Three years later, I’m in the driver’s seat of the Tata Nexon, and wonder of wonders, the vehicle looks almost exactly like the concept, save for a few practical touches that have been tweaked into the design. A hat tip to Pratap Bose, head of design at Tata Motors, and his team who designed the Tata Nexon. Usually, no one expects a production vehicle to look almost exactly like the concept.
The Quint was invited by Tata Motors to Kochi, Kerala, for a test drive of the Tata Nexon petrol and diesel variants. Our drive took us from the city roads of Kochi to the lush green hills around Idukki and back, dodging killer KSRTC buses, negotiating narrow roads and some steep hill climbs.
Design and Looks
The most striking thing about the Tata Nexon is its looks. It stands out and turns more than a few heads. Yet, Tata has managed to keep its design language intact (read smiley face – or what Tata calls the ‘humanity line’). The Nexon is loosely based on Tata’s X1 platform, which underpins the Tata Bolt and Zest, hence the vague familiarity in design. But the similarity ends there.
The front-end of the Tata Nexon is pleasant to look at –there is a hidden happiness in that smiley face grille, with a bold chrome strip running under it all the way around the headlamps. The headlamps on the XZ+ variant (the top-end version) of the Tata Nexon are twin-beam, projector units with LED daytime running lamps.
What’s interesting is the use of white-ceramic plastic to break the design monotony. This white strip extends all along the shoulder of the vehicle, ducks under the C-pillar and wraps on to the boot in an X-shape (the X-factor, as Tata calls it). This lends the rear a completely futuristic look – slightly inspired from the Range Rover Evoque. The roof on the top-end variant is a different colour from the body, separated by that white ceramic strip and matte-black around the window-line.
In profile, you will find muscular wheel arches with 16-inch alloys and 215/60 R16 tyres nicely filling up the wheel wells. What you will also notice is the enormous amount of ground clearance (209 mm) and short overhangs – which makes this a competent vehicle for most bad terrain.
And don’t miss some subtle design elements like a pair of tigresses in the rear window line and a tiger embossed in the glove box. (The Tata Tiago has a herd of elephants.)

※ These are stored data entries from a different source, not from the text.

impl ChainView {
    pub fn seen(&self, blk_id: &str) -> bool {
        match self {
            ChainView::Honest(tree) => tree.seen(blk_id),
            ChainView::Malicious(m) => m.seen(blk_id),
        }
    }

    pub fn get_block(&self, blk_id: &str) -> Option<&Block> {
        match self {
            ChainView::Honest(tree) => tree.get_block(blk_id),
            ChainView::Malicious(m) => m.get_block(blk_id),
        }
    }

    /// The public tree, for both views.
    pub fn tree(&self) -> &BlockTree {
        match self {
            ChainView::Honest(tree) => tree,
            ChainView::Malicious(m) => &m.tree,
        }
    }

    fn tree_mut(&mut self) -> &mut BlockTree {
        match self {
            ChainView::Honest(tree) => tree,
            ChainView::Malicious(m) => &mut m.tree,
        }
    }
}

/// One node of the simulated network.
pub struct Peer {
    pub peer_id: PeerId,
    pub role: PeerRole,
    pub net_type: NetworkType,
    pub cpu_type: CpuType,
    /// Share of the total hashing power in [0, 1]. Zero means non-mining.
    pub hashing_power: f64,
    /// Public links, present on every peer.
    pub links: LinkTable,
    /// Overlay links to the other colluders. Empty for honest peers.
    pub overlay_links: LinkTable,
    pub chain: ChainView,
    /// Pending transactions, ordered by id for deterministic block assembly.
    pub mempool: BTreeMap<TxnId, Transaction>,
    txn_checker: RepeatChecker,
    received_hashes: HashMap<BlockId, HashRecord>,
    /// For each public neighbor, block ids requested from it and not yet
    /// delivered. Feeds the trust decision of the counter measure.
    pending_requests: HashMap<PeerId, HashSet<BlockId>>,
    /// Parent id of the block this peer is currently mining on, if any.
    mining_parent: Option<BlockId>,
    /// Id of the ringmaster, known to colluders only.
    ringmaster_id: Option<PeerId>,
    counter_measure: bool,
    /// Whether this colluder withholds honest blocks on public get requests.
    eclipse: bool,
}
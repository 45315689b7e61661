// This file is part of the project for the module CS3235 by Prateek
// Copyright 2023 Ruishi Li, Bo Wang, and Prateek Saxena.
// Please do not distribute.

pub mod topology;
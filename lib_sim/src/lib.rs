// This file is part of the project for the module CS3235 by Prateek
// Copyright 2023 Ruishi Li, Bo Wang, and Prateek Saxena.
// Please do not distribute.

pub mod config;
pub mod event;
pub mod output;
pub mod scheduler;
pub mod setup;
pub mod simulator;
//! # restreq
//!
//! Declarative HTTP request construction with pluggable authenticators.
//!
//! A [`Request`] describes a call that has not been sent yet: method,
//! resource, ordered parameters (query, url-encoded body, raw body, file,
//! header, URL segment), serializer, transport credentials and content
//! collection mode. [`Authenticator`]s mutate it in place before it is
//! handed to the [`RestClient`], and are idempotent so they can be re-run on
//! every retry.
//!
//! ## Quick Start
//!
//! ```rust,ignore
//! use restreq::{ClientConfig, HttpBasicAuthenticator, Method, Request, RestClient, Result};
//!
//! #[tokio::main]
//! async fn main() -> Result<()> {
//!     let client = RestClient::with_config(
//!         ClientConfig::builder().base_url("https://api.example.com").build(),
//!     )?
//!     .with_authenticator(HttpBasicAuthenticator::new("alice", "s3cr3t"));
//!
//!     let mut request = Request::with_resource("users/{id}", Method::GET);
//!     request.add_url_segment("id", 1i64).add_query_parameter("expand", "teams");
//!
//!     let response = client.execute(&mut request).await?;
//!     println!("{}", response.status());
//!     Ok(())
//! }
//! ```
//!
//! ## Architecture
//!
//! ```text
//! ┌──────────────┐   authenticate()   ┌─────────────────┐   build_request()   ┌─────────┐
//! │   Request    │ ─────────────────► │  Authenticator  │ ──────────────────► │ reqwest │
//! │  Parameters  │   (idempotent)     │ Basic / Bearer  │   url, headers,     │ Client  │
//! │  Serializer  │                    │ ApiKey / Headers│   body encoding     │         │
//! └──────────────┘                    └─────────────────┘                     └─────────┘
//! ```

#![warn(clippy::all)]
#![warn(clippy::pedantic)]
#![allow(clippy::module_name_repetitions)]
#![allow(clippy::must_use_candidate)]
#![allow(clippy::missing_errors_doc)]
#![allow(clippy::missing_panics_doc)]
#![allow(clippy::doc_markdown)]

// ============================================================================
// Module declarations
// ============================================================================

/// Error types
pub mod error;

/// Common types and type aliases
pub mod types;

/// Request model
pub mod request;

/// Body serializers
pub mod serializer;

/// Authenticators
pub mod auth;

/// HTTP client
pub mod http;

/// Client definition files
pub mod config;

/// Command-line interface
pub mod cli;

// ============================================================================
// Re-exports
// ============================================================================

pub use auth::{
    ApiKeyAuthenticator, AuthConfig, Authenticator, BearerAuthenticator, HeadersAuthenticator,
    HttpBasicAuthenticator,
};
pub use error::{Error, Result};
pub use http::{ClientConfig, RestClient};
pub use request::{NameComparer, NetworkCredential, Parameter, ParameterKind, ParameterValue, Request};
pub use serializer::{JsonSerializer, Serializer};
pub use types::{ContentCollectionMode, Method};

/// Crate version
pub const VERSION: &str = env!("CARGO_PKG_VERSION");

/// Crate name
pub const NAME: &str = env!("CARGO_PKG_NAME");
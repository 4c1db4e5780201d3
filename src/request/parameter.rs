//! Request parameters
//!
//! A [`Parameter`] is a named value tagged with the part of the wire request
//! it ends up in. Parameters are immutable once built.

use crate::types::JsonValue;
use bytes::Bytes;
use std::borrow::Cow;
use std::fmt;

/// Destination of a parameter in the wire request
#[derive(Debug, Clone, Copy, PartialEq, Eq, Hash)]
pub enum ParameterKind {
    /// Appended to the query string
    Query,
    /// Field of an `application/x-www-form-urlencoded` (or multipart) body
    UrlEncodedBody,
    /// The raw request body, serialized by the request serializer
    RequestBody,
    /// File part of a multipart body
    File,
    /// Wire header, attached verbatim
    HttpHeader,
    /// Replaces `{name}` in the resource path
    UrlSegment,
}

impl fmt::Display for ParameterKind {
    fn fmt(&self, f: &mut fmt::Formatter<'_>) -> fmt::Result {
        let name = match self {
            ParameterKind::Query => "query",
            ParameterKind::UrlEncodedBody => "url_encoded_body",
            ParameterKind::RequestBody => "request_body",
            ParameterKind::File => "file",
            ParameterKind::HttpHeader => "http_header",
            ParameterKind::UrlSegment => "url_segment",
        };
        f.write_str(name)
    }
}

/// Value carried by a parameter
#[derive(Debug, Clone, PartialEq)]
pub enum ParameterValue {
    /// Plain text
    Text(String),
    /// Structured value (scalars render as text, objects go through a serializer)
    Json(JsonValue),
    /// Raw bytes
    Bytes(Bytes),
    /// File payload
    File {
        /// File name sent in the multipart part
        file_name: String,
        /// MIME type, `application/octet-stream` when unset
        content_type: Option<String>,
        /// File contents
        data: Bytes,
    },
}

impl ParameterValue {
    /// Text rendering for query strings, form fields, headers and segments.
    ///
    /// Byte and file payloads have no text form.
    pub fn as_text(&self) -> Option<Cow<'_, str>> {
        match self {
            ParameterValue::Text(s) => Some(Cow::Borrowed(s)),
            ParameterValue::Json(JsonValue::String(s)) => Some(Cow::Borrowed(s)),
            ParameterValue::Json(JsonValue::Null) => Some(Cow::Borrowed("")),
            ParameterValue::Json(v) => Some(Cow::Owned(v.to_string())),
            ParameterValue::Bytes(_) | ParameterValue::File { .. } => None,
        }
    }
}

impl From<String> for ParameterValue {
    fn from(value: String) -> Self {
        ParameterValue::Text(value)
    }
}

impl From<&str> for ParameterValue {
    fn from(value: &str) -> Self {
        ParameterValue::Text(value.to_string())
    }
}

impl From<&String> for ParameterValue {
    fn from(value: &String) -> Self {
        ParameterValue::Text(value.clone())
    }
}

impl From<JsonValue> for ParameterValue {
    fn from(value: JsonValue) -> Self {
        ParameterValue::Json(value)
    }
}

impl From<Bytes> for ParameterValue {
    fn from(value: Bytes) -> Self {
        ParameterValue::Bytes(value)
    }
}

impl From<Vec<u8>> for ParameterValue {
    fn from(value: Vec<u8>) -> Self {
        ParameterValue::Bytes(Bytes::from(value))
    }
}

impl From<bool> for ParameterValue {
    fn from(value: bool) -> Self {
        ParameterValue::Json(JsonValue::Bool(value))
    }
}

impl From<i64> for ParameterValue {
    fn from(value: i64) -> Self {
        ParameterValue::Json(JsonValue::from(value))
    }
}

impl From<u64> for ParameterValue {
    fn from(value: u64) -> Self {
        ParameterValue::Json(JsonValue::from(value))
    }
}

impl From<i32> for ParameterValue {
    fn from(value: i32) -> Self {
        ParameterValue::Json(JsonValue::from(value))
    }
}

/// A single named value destined for a specific part of the request
#[derive(Debug, Clone, PartialEq)]
pub struct Parameter {
    name: String,
    value: ParameterValue,
    kind: ParameterKind,
}

impl Parameter {
    /// Create a new parameter
    pub fn new(
        name: impl Into<String>,
        value: impl Into<ParameterValue>,
        kind: ParameterKind,
    ) -> Self {
        Self {
            name: name.into(),
            value: value.into(),
            kind,
        }
    }

    /// Create a header parameter
    pub fn header(name: impl Into<String>, value: impl Into<String>) -> Self {
        Self::new(name, value.into(), ParameterKind::HttpHeader)
    }

    /// Create a query parameter
    pub fn query(name: impl Into<String>, value: impl Into<ParameterValue>) -> Self {
        Self::new(name, value, ParameterKind::Query)
    }

    /// Create a file parameter
    pub fn file(
        name: impl Into<String>,
        file_name: impl Into<String>,
        content_type: Option<String>,
        data: impl Into<Bytes>,
    ) -> Self {
        Self::new(
            name,
            ParameterValue::File {
                file_name: file_name.into(),
                content_type,
                data: data.into(),
            },
            ParameterKind::File,
        )
    }

    pub fn name(&self) -> &str {
        &self.name
    }

    pub fn value(&self) -> &ParameterValue {
        &self.value
    }

    pub fn kind(&self) -> ParameterKind {
        self.kind
    }

    /// Shorthand for `value().as_text()`
    pub fn text(&self) -> Option<Cow<'_, str>> {
        self.value.as_text()
    }
}
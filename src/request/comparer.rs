//! Parameter name comparison policy

use serde::{Deserialize, Serialize};

/// How parameter names are matched
#[derive(Debug, Clone, Copy, PartialEq, Eq, Default, Serialize, Deserialize)]
#[serde(rename_all = "snake_case")]
pub enum NameComparer {
    /// Exact byte comparison
    #[default]
    Ordinal,
    /// ASCII case-insensitive comparison
    OrdinalIgnoreCase,
}

impl NameComparer {
    /// Pick the request-level override if set, otherwise the client default
    pub fn resolve(request: Option<NameComparer>, client_default: NameComparer) -> NameComparer {
        request.unwrap_or(client_default)
    }

    /// Whether two names are equal under this policy
    pub fn matches(self, a: &str, b: &str) -> bool {
        match self {
            NameComparer::Ordinal => a == b,
            NameComparer::OrdinalIgnoreCase => a.eq_ignore_ascii_case(b),
        }
    }
}
//! CLI runner - executes commands

use crate::auth::{BearerAuthenticator, HttpBasicAuthenticator};
use crate::cli::commands::{Cli, Commands, OutputFormat, RequestArgs};
use crate::config::{load_client_definition, ClientDefinition};
use crate::error::Result;
use crate::http::RestClient;
use crate::request::{NameComparer, Request};
use crate::serializer::JsonSerializer;
use crate::types::ContentCollectionMode;
use anyhow::Context;
use serde_json::{json, Map, Value};
use std::fs;
use std::sync::Arc;
use tracing::debug;

/// CLI runner
pub struct Runner {
    cli: Cli,
}

impl Runner {
    /// Create a new runner
    pub fn new(cli: Cli) -> Self {
        Self { cli }
    }

    /// Run the CLI command
    pub async fn run(&self) -> Result<()> {
        match &self.cli.command {
            Commands::Send { request } => self.send(request).await,
            Commands::Prepare { request } => self.prepare(request),
        }
    }

    /// Load the client definition, or an empty one when none was given
    fn load_definition(&self) -> Result<ClientDefinition> {
        match &self.cli.config {
            Some(path) => load_client_definition(path),
            None => Ok(ClientDefinition::default()),
        }
    }

    /// Build the client. Command-line credentials run before the definition's
    /// authenticator so they take precedence.
    pub fn build_client(&self, args: &RequestArgs) -> Result<RestClient> {
        let mut definition = self.load_definition()?;
        if let Some(base_url) = &args.base_url {
            definition.base_url = Some(base_url.clone());
        }
        if definition.base_url.is_none() {
            if let Ok(url) = url::Url::parse(&args.resource) {
                definition.base_url = Some(url.origin().ascii_serialization());
            }
        }

        let mut client = RestClient::with_config(definition.client_config())?;
        if let Some(user) = &args.user {
            let (username, password) = user.split_once(':').unwrap_or((user.as_str(), ""));
            client.add_authenticator(HttpBasicAuthenticator::new(username, password));
        }
        if let Some(token) = &args.bearer {
            client.add_authenticator(BearerAuthenticator::new(token));
        }
        if let Some(authenticator) = definition.auth.build() {
            client.add_authenticator(authenticator);
        }
        Ok(client)
    }

    /// Build the request described by the arguments
    pub fn build_request(&self, args: &RequestArgs) -> Result<Request> {
        let mut request = Request::from_uri(&args.resource, args.method.clone());

        for (name, value) in &args.headers {
            request.add_header(name, value);
        }
        for (name, value) in &args.query {
            request.add_query_parameter(name, value);
        }
        for (name, value) in &args.segments {
            request.add_url_segment(name, value);
        }
        for (name, value) in &args.data {
            request.add_url_encoded_parameter(name, value);
        }
        for (name, path) in &args.files {
            let data = fs::read(path).with_context(|| format!("Failed to read {}", path.display()))?;
            let file_name = path
                .file_name()
                .map(|n| n.to_string_lossy().into_owned())
                .unwrap_or_else(|| name.clone());
            request.add_file(name, file_name, None, data);
        }
        if let Some(body) = &args.json {
            let body: Value = serde_json::from_str(body)?;
            request.add_json_body(body);
        }

        if args.pretty_json {
            request.serializer = Arc::new(JsonSerializer::pretty());
        }
        if args.simple_encoding {
            request.content_collection_mode = ContentCollectionMode::SimpleEncodingOnly;
        }
        if args.ignore_case {
            request.parameter_name_comparer = Some(NameComparer::OrdinalIgnoreCase);
        }

        debug!(
            method = %request.method,
            resource = ?request.resource,
            parameters = request.parameters().len(),
            "Built request"
        );
        Ok(request)
    }

    /// Print the wire request without sending it
    fn prepare(&self, args: &RequestArgs) -> Result<()> {
        let client = self.build_client(args)?;
        let mut request = self.build_request(args)?;
        let wire = client.build_request(&mut request)?;

        let headers: Vec<(String, String)> = wire
            .headers()
            .iter()
            .map(|(k, v)| (k.to_string(), String::from_utf8_lossy(v.as_bytes()).into_owned()))
            .collect();
        let body = match wire.body() {
            None => None,
            Some(body) => Some(match body.as_bytes() {
                Some(bytes) => String::from_utf8_lossy(bytes).into_owned(),
                None => "<streamed body>".to_string(),
            }),
        };

        match self.cli.format {
            OutputFormat::Json => {
                let doc = json!({
                    "method": wire.method().as_str(),
                    "url": wire.url().as_str(),
                    "headers": headers,
                    "body": body,
                });
                println!("{}", serde_json::to_string_pretty(&doc)?);
            }
            OutputFormat::Pretty => {
                println!("{} {}", wire.method(), wire.url());
                for (name, value) in &headers {
                    println!("{name}: {value}");
                }
                if let Some(body) = body {
                    println!();
                    println!("{body}");
                }
            }
        }
        Ok(())
    }

    /// Execute the request and print the response
    async fn send(&self, args: &RequestArgs) -> Result<()> {
        let client = self.build_client(args)?;
        let mut request = self.build_request(args)?;
        let response = client.execute(&mut request).await?;

        let status = response.status();
        let headers: Map<String, Value> = response
            .headers()
            .iter()
            .map(|(k, v)| {
                (
                    k.to_string(),
                    Value::String(String::from_utf8_lossy(v.as_bytes()).into_owned()),
                )
            })
            .collect();
        let text = response.text().await?;

        match self.cli.format {
            OutputFormat::Json => {
                let body = serde_json::from_str::<Value>(&text).unwrap_or(Value::String(text));
                let doc = json!({
                    "status": status.as_u16(),
                    "headers": headers,
                    "body": body,
                });
                println!("{}", serde_json::to_string_pretty(&doc)?);
            }
            OutputFormat::Pretty => {
                println!("{status}");
                for (name, value) in &headers {
                    println!("{name}: {}", value.as_str().unwrap_or_default());
                }
                println!();
                println!("{text}");
            }
        }
        Ok(())
    }
}
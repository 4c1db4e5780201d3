//! Authentication module
//!
//! Supports: Basic, Bearer, API Key, Custom Headers
//!
//! Every authenticator implements the [`Authenticator`] trait and only ever
//! adds parameters that are missing, so applying one repeatedly (or after a
//! different authenticator) never duplicates or overwrites credentials.

mod authenticator;
mod basic;
mod strategies;
mod types;

pub use authenticator::{ensure_header, ensure_parameter, Authenticator, AUTHORIZATION};
pub use basic::HttpBasicAuthenticator;
pub use strategies::{ApiKeyAuthenticator, BearerAuthenticator, HeadersAuthenticator};
pub use types::{AuthConfig, Location};

#[cfg(test)]
mod tests;
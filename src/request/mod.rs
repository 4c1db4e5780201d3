//! Request model
//!
//! A [`Request`] is an ordered collection of [`Parameter`]s plus method,
//! resource, serializer, credentials and content collection mode. It is the
//! unit authenticators mutate and the client later encodes and sends.

mod comparer;
mod parameter;
mod types;

pub use comparer::NameComparer;
pub use parameter::{Parameter, ParameterKind, ParameterValue};
pub use types::{NetworkCredential, Request};

#[cfg(test)]
mod tests;
//! Tests for the request module

use super::*;
use crate::types::{ContentCollectionMode, Method};
use pretty_assertions::assert_eq;
use serde_json::json;
use test_case::test_case;

#[test]
fn test_default_request() {
    let request = Request::new();
    assert_eq!(request.method, Method::GET);
    assert_eq!(request.resource, None);
    assert_eq!(
        request.content_collection_mode,
        ContentCollectionMode::MultiPartForFileParameters
    );
    assert!(request.parameters().is_empty());
    assert!(request.credentials.is_none());
    assert!(request.parameter_name_comparer.is_none());
    assert_eq!(request.serializer.content_type(), "application/json");
}

#[test]
fn test_constructors_share_defaults() {
    let by_method = Request::with_method(Method::POST);
    assert_eq!(by_method.method, Method::POST);
    assert_eq!(by_method.resource, None);

    let by_resource = Request::with_resource("users/1", Method::DELETE);
    assert_eq!(by_resource.method, Method::DELETE);
    assert_eq!(by_resource.resource.as_deref(), Some("users/1"));
    assert_eq!(
        by_resource.content_collection_mode,
        ContentCollectionMode::MultiPartForFileParameters
    );
    assert_eq!(by_resource.serializer.content_type(), "application/json");
}

#[test_case("https://host/api/v1/items?x=1", "/api/v1/items?x=1" ; "absolute with query")]
#[test_case("https://host/api/v1/items", "/api/v1/items" ; "absolute without query")]
#[test_case("http://host", "/" ; "absolute root")]
#[test_case("items?x=1", "items?x=1" ; "relative with query")]
#[test_case("/items", "/items" ; "rooted relative")]
#[test_case("", "" ; "empty")]
fn test_from_uri(uri: &str, expected: &str) {
    let request = Request::from_uri(uri, Method::GET);
    assert_eq!(request.resource.as_deref(), Some(expected));
}

#[test]
fn test_from_uri_drops_fragment() {
    let request = Request::from_uri("https://host/a?b=c#frag", Method::PUT);
    assert_eq!(request.resource.as_deref(), Some("/a?b=c"));
    assert_eq!(request.method, Method::PUT);
}

#[test]
fn test_duplicate_query_parameters_keep_order() {
    let mut request = Request::with_resource("search", Method::GET);
    request
        .add_query_parameter("tag", "a")
        .add_query_parameter("tag", "b")
        .add_query_parameter("tag", "c");

    let values: Vec<String> = request
        .parameters_of_kind(ParameterKind::Query)
        .map(|p| p.text().unwrap().into_owned())
        .collect();
    assert_eq!(values, vec!["a", "b", "c"]);
    assert_eq!(request.parameters().len(), 3);
    assert!(request.parameters().iter().all(|p| p.name() == "tag"));
}

#[test]
fn test_add_parameter_never_deduplicates_headers() {
    let mut request = Request::new();
    request.add_header("Accept", "application/json");
    request.add_header("Accept", "text/plain");
    assert_eq!(request.parameters().len(), 2);
}

#[test]
fn test_no_validation_on_get_with_body() {
    let mut request = Request::new();
    request.add_json_body(json!({"name": "alice"}));
    assert_eq!(request.method, Method::GET);
    assert_eq!(request.parameters()[0].kind(), ParameterKind::RequestBody);
}

#[test]
fn test_find_parameter_respects_comparer_and_kind() {
    let mut request = Request::new();
    request.add_query_parameter("Page", 2i64);
    request.add_header("page", "header-value");

    assert!(request
        .find_parameter("page", ParameterKind::Query, NameComparer::Ordinal)
        .is_none());
    let found = request
        .find_parameter("page", ParameterKind::Query, NameComparer::OrdinalIgnoreCase)
        .unwrap();
    assert_eq!(found.text().unwrap(), "2");

    assert!(request.has_parameter("page", ParameterKind::HttpHeader, NameComparer::Ordinal));
    assert!(!request.has_parameter("Page", ParameterKind::HttpHeader, NameComparer::Ordinal));
}

#[test]
fn test_has_parameter_named_ignores_kind_and_case() {
    let mut request = Request::new();
    request.add_query_parameter("authorization", "x");
    assert!(request.has_parameter_named("Authorization"));
    assert!(!request.has_parameter_named("Auth"));
}

#[test]
fn test_has_files() {
    let mut request = Request::with_method(Method::POST);
    request.add_url_encoded_parameter("title", "report");
    assert!(!request.has_files());

    request.add_file("upload", "report.csv", Some("text/csv".to_string()), vec![1u8, 2, 3]);
    assert!(request.has_files());
}

#[test]
fn test_network_credential_debug_hides_password() {
    let credential = NetworkCredential::new("alice", "s3cr3t").with_domain("CORP");
    let debug = format!("{credential:?}");
    assert!(!debug.contains("s3cr3t"));
    assert_eq!(credential.qualified_username(), "CORP\\alice");
}
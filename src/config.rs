//! Client definition files
//!
//! A client definition is a YAML document describing the base URL, HTTP
//! behaviour, default headers and authentication of a [`RestClient`]:
//!
//! ```yaml
//! base_url: "https://api.example.com/v1"
//! http:
//!   timeout_seconds: 10
//!   max_retries: 2
//! parameter_names: ordinal_ignore_case
//! default_headers:
//!   Accept: application/json
//! auth:
//!   type: basic
//!   username: alice
//!   password: s3cr3t
//! ```

use crate::auth::AuthConfig;
use crate::error::{Error, Result, ResultExt};
use crate::http::{ClientConfig, RestClient};
use crate::request::NameComparer;
use crate::types::{BackoffType, StringMap};
use serde::{Deserialize, Serialize};
use std::fs;
use std::path::Path;
use std::time::Duration;

// ============================================================================
// Client Definition
// ============================================================================

/// Complete client definition loaded from YAML
#[derive(Debug, Clone, Default, Serialize, Deserialize)]
pub struct ClientDefinition {
    /// Base URL for API requests
    #[serde(default)]
    pub base_url: Option<String>,

    /// HTTP client configuration
    #[serde(default)]
    pub http: HttpConfig,

    /// User agent override
    #[serde(default)]
    pub user_agent: Option<String>,

    /// Default parameter name comparer
    #[serde(default)]
    pub parameter_names: NameComparer,

    /// Headers sent with every request unless the request sets its own
    #[serde(default)]
    pub default_headers: StringMap,

    /// Authentication configuration
    #[serde(default)]
    pub auth: AuthConfig,
}

impl ClientDefinition {
    /// Runtime client configuration for this definition
    pub fn client_config(&self) -> ClientConfig {
        let mut builder = ClientConfig::builder()
            .timeout(Duration::from_secs(self.http.timeout_seconds))
            .max_retries(self.http.max_retries)
            .backoff(
                self.http.retry_backoff.backoff_type,
                Duration::from_millis(self.http.retry_backoff.initial_ms),
                Duration::from_millis(self.http.retry_backoff.max_ms),
            )
            .parameter_name_comparer(self.parameter_names);

        if let Some(base_url) = &self.base_url {
            builder = builder.base_url(base_url.clone());
        }
        if let Some(agent) = &self.user_agent {
            builder = builder.user_agent(agent.clone());
        }

        let mut headers: Vec<_> = self.default_headers.iter().collect();
        headers.sort();
        for (name, value) in headers {
            builder = builder.header(name.clone(), value.clone());
        }

        builder.build()
    }
}

// ============================================================================
// HTTP Config
// ============================================================================

/// HTTP client configuration
#[derive(Debug, Clone, Serialize, Deserialize)]
pub struct HttpConfig {
    /// Request timeout in seconds
    #[serde(default = "default_timeout")]
    pub timeout_seconds: u64,

    /// Maximum number of retries
    #[serde(default = "default_max_retries")]
    pub max_retries: u32,

    /// Retry backoff configuration
    #[serde(default)]
    pub retry_backoff: BackoffConfig,
}

impl Default for HttpConfig {
    fn default() -> Self {
        Self {
            timeout_seconds: default_timeout(),
            max_retries: default_max_retries(),
            retry_backoff: BackoffConfig::default(),
        }
    }
}

fn default_timeout() -> u64 {
    30
}

fn default_max_retries() -> u32 {
    3
}

/// Backoff configuration
#[derive(Debug, Clone, Serialize, Deserialize)]
pub struct BackoffConfig {
    /// Backoff type
    #[serde(rename = "type", default)]
    pub backoff_type: BackoffType,

    /// Initial delay in milliseconds
    #[serde(default = "default_initial_ms")]
    pub initial_ms: u64,

    /// Maximum delay in milliseconds
    #[serde(default = "default_max_ms")]
    pub max_ms: u64,
}

impl Default for BackoffConfig {
    fn default() -> Self {
        Self {
            backoff_type: BackoffType::default(),
            initial_ms: default_initial_ms(),
            max_ms: default_max_ms(),
        }
    }
}

fn default_initial_ms() -> u64 {
    100
}

fn default_max_ms() -> u64 {
    60_000
}

// ============================================================================
// Loading
// ============================================================================

/// Load a client definition from a YAML file
pub fn load_client_definition(path: impl AsRef<Path>) -> Result<ClientDefinition> {
    let path = path.as_ref();
    if !path.exists() {
        return Err(Error::FileNotFound {
            path: path.display().to_string(),
        });
    }
    let yaml = fs::read_to_string(path)
        .with_context(|| format!("Failed to read client definition {}", path.display()))?;
    load_client_definition_from_str(&yaml)
}

/// Parse a client definition from a YAML string
pub fn load_client_definition_from_str(yaml: &str) -> Result<ClientDefinition> {
    let definition: ClientDefinition = serde_yaml::from_str(yaml)?;
    if definition
        .base_url
        .as_deref()
        .is_some_and(|url| url.trim().is_empty())
    {
        return Err(Error::missing_field("base_url"));
    }
    Ok(definition)
}

impl RestClient {
    /// Build a client, including its authenticator, from a definition
    pub fn from_definition(definition: &ClientDefinition) -> Result<Self> {
        let mut client = RestClient::with_config(definition.client_config())?;
        if let Some(authenticator) = definition.auth.build() {
            client.add_authenticator(authenticator);
        }
        Ok(client)
    }
}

Tata has come a long way in terms of interior design, with each of its products getting an even better interior than the previous one. The Nexon has a pleasant looking interior, with a lot of practical touches. The fit and finish of the black, grey, beige plastic paneling is good.
The fabric seats provide good support and the design is such that the cabin is fairly spacious even for tall adults in the rear seat. Knee room and head room is generous for four adults. A fifth passenger would have to deal with some intrusion from the rear AC panel and transmission tunnel in the middle. The rear seats are pretty soft, so you tend to sink into them.
However, in its quest for futuristic design, there are a couple of minor flaws. The view out of the rear window is pretty restricted, owing to the small rear windscreen. Thankfully, the top-end variants come with a reverse parking camera in the infotainment system – you will need it.
Secondly, the steering wheel, which is tilt adjustable drops down quite low, unlike earlier Tata cars that had a high-mounted steering wheel – which is great in helping find a good driving position. However, when it is at its lowest setting, it blocks a clear view of the instrument panel. These are minor aberrations, but it is overall very well put together.
Boot space is a generous 350 litres, which is about at par with the Ford EcoSport and bigger than the Maruti Brezza. The rear seats can flip down in a 60:40 split for a full-flat 690 litres of space, in case you want to carry extra luggage. The spare wheel is a full-size unit that sits under the boot floor.
Power and Performance
The Tata Nexon is offered with a choice of two engines – a 1.2 litre, turbo-charged three-cylinder petrol engine and a 1.5 litre, four-cylinder diesel engine that are completely new units developed by Tata. Both these motors are mated to six-speed manual transmissions driving the front wheels. At a later date a six-speed automated manual transmission (AMT) will also be offered. I got to spend about four hours with each of the Nexons – a petrol and a diesel.
Tata Nexon 1.2 XZ+ (Petrol)
The 1.2 Tata Nexon petrol motor is similar to the three-cylinder unit in the Tata Tiago, but with a turbo-charger added to boost power to 110PS at 5,000 rpm and torque to 170 Nm at 1,750-4,000 rpm. The engine sounds fairly refined at low rpm, but when you rev it hard, you can hear that distinct thrum from the engine. Sound does not intrude much into the cabin though as Tata has used plenty of sound insulation on the petrol Nexon as well.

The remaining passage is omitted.